© Jens Knigge courtesy Galerie Esther Woerdehoff

Jens Knigge : le tirage platine-palladium comme fil rouge

Jens Knigge, photographe allemand, est reconnaissable tant par son travail photographique singulier que par ses tirages au platine-palladium. Ses clichés, semblables à des gravures et questionnant notre rapport à la matière, sont exposés jusqu’au 15 mai 2023 à la Galerie Esther Woerdehoff.

Plate N°1, série Wonderful Life, 2021 © Jens Knigge courtesy Galerie Esther Woerdehoff

Jens Knigge : pour l’amour du tirage au platine-palladium

Né en 1964 en Allemagne, Jens Knigge débute la photographie dans les années 90, d’abord avec des clichés de musiciens et d’architecture. Très vite, l’arrivée du numérique pousse le photographe à se tourner vers une méthode de tirage beaucoup plus archaïque, le platine-palladium, qui le poursuivra toute sa carrière.

Cette technique de tirage par contact permet au photographe de créer des clichés à la fois visuels et sensoriels, avec un rendu proche de la gravure. Les nuances de gris obtenues par ce procédé permettent en effet de donner une dimension à l’image, d’en révéler les reliefs, les formes, les textures, et ainsi mieux mettre en valeur son sujet.

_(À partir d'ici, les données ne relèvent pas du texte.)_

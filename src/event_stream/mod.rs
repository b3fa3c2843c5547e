//! Append-only, subscribable log of execution events.

pub mod events;
pub mod projection;
pub mod stream;

pub use events::*;
pub use projection::{project_messages, Message};
pub use stream::{EventListener, EventStream, Subscription};
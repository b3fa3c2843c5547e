//! Shared test helpers and mock provider.
#![allow(dead_code)]

use std::collections::VecDeque;
use std::sync::{Arc, Mutex};
use std::time::Duration;

use async_trait::async_trait;
use futures::StreamExt;
use tokio_util::sync::CancellationToken;

use tarko::error::TarkoError;
use tarko::event_stream::{EventStream, EventType};
use tarko::provider::{ChunkStream, ModelProvider, ProviderRequest};
use tarko::tools::{FunctionTool, ToolParameters};
use tarko::types::*;

/// One scripted model turn.
pub enum Turn {
    Chunks(Vec<ChatCompletionChunk>),
    /// Chunks delivered after a delay.
    Delayed(Duration, Vec<ChatCompletionChunk>),
    /// `create_chat_completion` itself fails.
    Fail(String),
    /// The stream yields chunks, then an error.
    StreamError(Vec<ChatCompletionChunk>, String),
    /// The stream never produces anything.
    Hang,
}

/// A mock provider that replays scripted turns.
pub struct MockProvider {
    model_id: String,
    turns: Mutex<VecDeque<Turn>>,
    requests: Mutex<Vec<ProviderRequest>>,
}

impl MockProvider {
    pub fn new(model_id: &str) -> Self {
        Self {
            model_id: model_id.to_string(),
            turns: Mutex::new(VecDeque::new()),
            requests: Mutex::new(Vec::new()),
        }
    }

    pub fn queue(&self, turn: Turn) {
        self.turns.lock().unwrap().push_back(turn);
    }

    /// Queue a text response split into a few chunks.
    pub fn queue_text(&self, text: &str) {
        let mid = text
            .char_indices()
            .map(|(i, _)| i)
            .nth(text.chars().count() / 2)
            .unwrap_or(0);
        let (head, tail) = text.split_at(mid);
        let mut chunks = Vec::new();
        for part in [head, tail] {
            if !part.is_empty() {
                chunks.push(ChatCompletionChunk::text(part));
            }
        }
        chunks.push(ChatCompletionChunk::finish(FinishReason::Stop));
        self.queue(Turn::Chunks(chunks));
    }

    /// Queue a native tool call streamed in two fragments.
    pub fn queue_tool_call(&self, id: &str, name: &str, args: serde_json::Value) {
        let args = args.to_string();
        let (head, tail) = args.split_at(args.len() / 2);
        self.queue(Turn::Chunks(vec![
            ChatCompletionChunk::tool_call(ToolCallDelta {
                index: 0,
                id: Some(id.to_string()),
                name: Some(name.to_string()),
                arguments: Some(head.to_string()),
            }),
            ChatCompletionChunk::tool_call(ToolCallDelta {
                index: 0,
                id: None,
                name: None,
                arguments: Some(tail.to_string()),
            }),
            ChatCompletionChunk::finish(FinishReason::ToolCalls),
        ]));
    }

    pub fn requests(&self) -> Vec<ProviderRequest> {
        self.requests.lock().unwrap().clone()
    }
}

#[async_trait]
impl ModelProvider for MockProvider {
    fn provider_name(&self) -> &str {
        "mock"
    }

    fn model_id(&self) -> &str {
        &self.model_id
    }

    async fn create_chat_completion(
        &self,
        request: &ProviderRequest,
        _cancel: CancellationToken,
    ) -> Result<ChunkStream, TarkoError> {
        self.requests.lock().unwrap().push(request.clone());
        let turn = self.turns.lock().unwrap().pop_front();
        let turn = turn.unwrap_or_else(|| {
            Turn::Chunks(vec![
                ChatCompletionChunk::text("Mock response"),
                ChatCompletionChunk::finish(FinishReason::Stop),
            ])
        });
        match turn {
            Turn::Chunks(chunks) => Ok(futures::stream::iter(chunks.into_iter().map(Ok)).boxed()),
            Turn::Delayed(delay, chunks) => Ok(async_stream::stream! {
                tokio::time::sleep(delay).await;
                for chunk in chunks {
                    yield Ok::<_, TarkoError>(chunk);
                }
            }
            .boxed()),
            Turn::Fail(message) => Err(TarkoError::provider("mock", message)),
            Turn::StreamError(chunks, message) => Ok(async_stream::stream! {
                for chunk in chunks {
                    yield Ok(chunk);
                }
                yield Err(TarkoError::Stream(message));
            }
            .boxed()),
            Turn::Hang => Ok(futures::stream::pending::<Result<ChatCompletionChunk, TarkoError>>().boxed()),
        }
    }
}

pub fn mock_provider() -> Arc<MockProvider> {
    Arc::new(MockProvider::new("mock-model"))
}

/// A tool that echoes its arguments.
pub fn echo_tool(name: &str) -> FunctionTool {
    FunctionTool::new(name, "Echo the arguments", ToolParameters::empty(), |args, _| async move {
        Ok(args.into_inner())
    })
}

/// A tool that sleeps, then succeeds or fails.
pub fn sleepy_tool(name: &str, delay: Duration, fail_with: Option<&str>) -> FunctionTool {
    let tool_name = name.to_string();
    let fail_with = fail_with.map(str::to_string);
    FunctionTool::new(name, "Sleep then answer", ToolParameters::empty(), move |_, _| {
        let tool_name = tool_name.clone();
        let fail_with = fail_with.clone();
        async move {
            tokio::time::sleep(delay).await;
            match fail_with {
                Some(message) => Err(TarkoError::tool(tool_name, message)),
                None => Ok(serde_json::json!("done")),
            }
        }
    })
}

/// Poll until an event of `event_type` is recorded.
pub async fn wait_for_event(events: &EventStream, event_type: EventType) {
    tokio::time::timeout(Duration::from_secs(5), async {
        while events.get_events_by_type(&[event_type]).is_empty() {
            tokio::time::sleep(Duration::from_millis(2)).await;
        }
    })
    .await
    .expect("event was not emitted in time");
}

/// Poll until the provider has received `count` requests.
pub async fn wait_for_requests(provider: &MockProvider, count: usize) {
    tokio::time::timeout(Duration::from_secs(5), async {
        while provider.requests().len() < count {
            tokio::time::sleep(Duration::from_millis(2)).await;
        }
    })
    .await
    .expect("provider was not called in time");
}

pub fn event_types(events: &EventStream) -> Vec<EventType> {
    events.get_events().iter().map(|e| e.event_type()).collect()
}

Le tirage platine-palladium est comme un fil rouge dans mes différentes séries, parce que la matérialité est très importante pour moi dans mon travail. Capter la lumière et la développer dans la chambre noire, puis transférer cette image sur du papier platine-palladium couché à la main, tout cela correspond à ma compréhension de l’équilibre entre la composante artistique au sens de l’idée et de la composition, et le travail manuel exigeant avec le papier.

Jens Knigge

La matière : entre texture unique et rôle majeur

Jusqu’au 15 mai, la galerie Esther Woerdehoff réunit et met en dialogue sept séries de l’artiste allemand, toutes réalisées en utilisant la technique du platine-palladium. En plus de leur méthode de tirage unique, les clichés exposés ont tous en commun leur minimalisme et l’absence de l’humain. En effet, Jens Knigge s’attache à représenter non pas l’Homme, mais plutôt le rapport que celui-ci a su développer avec le monde, et notamment avec la matière – omniprésente dans ses photographies.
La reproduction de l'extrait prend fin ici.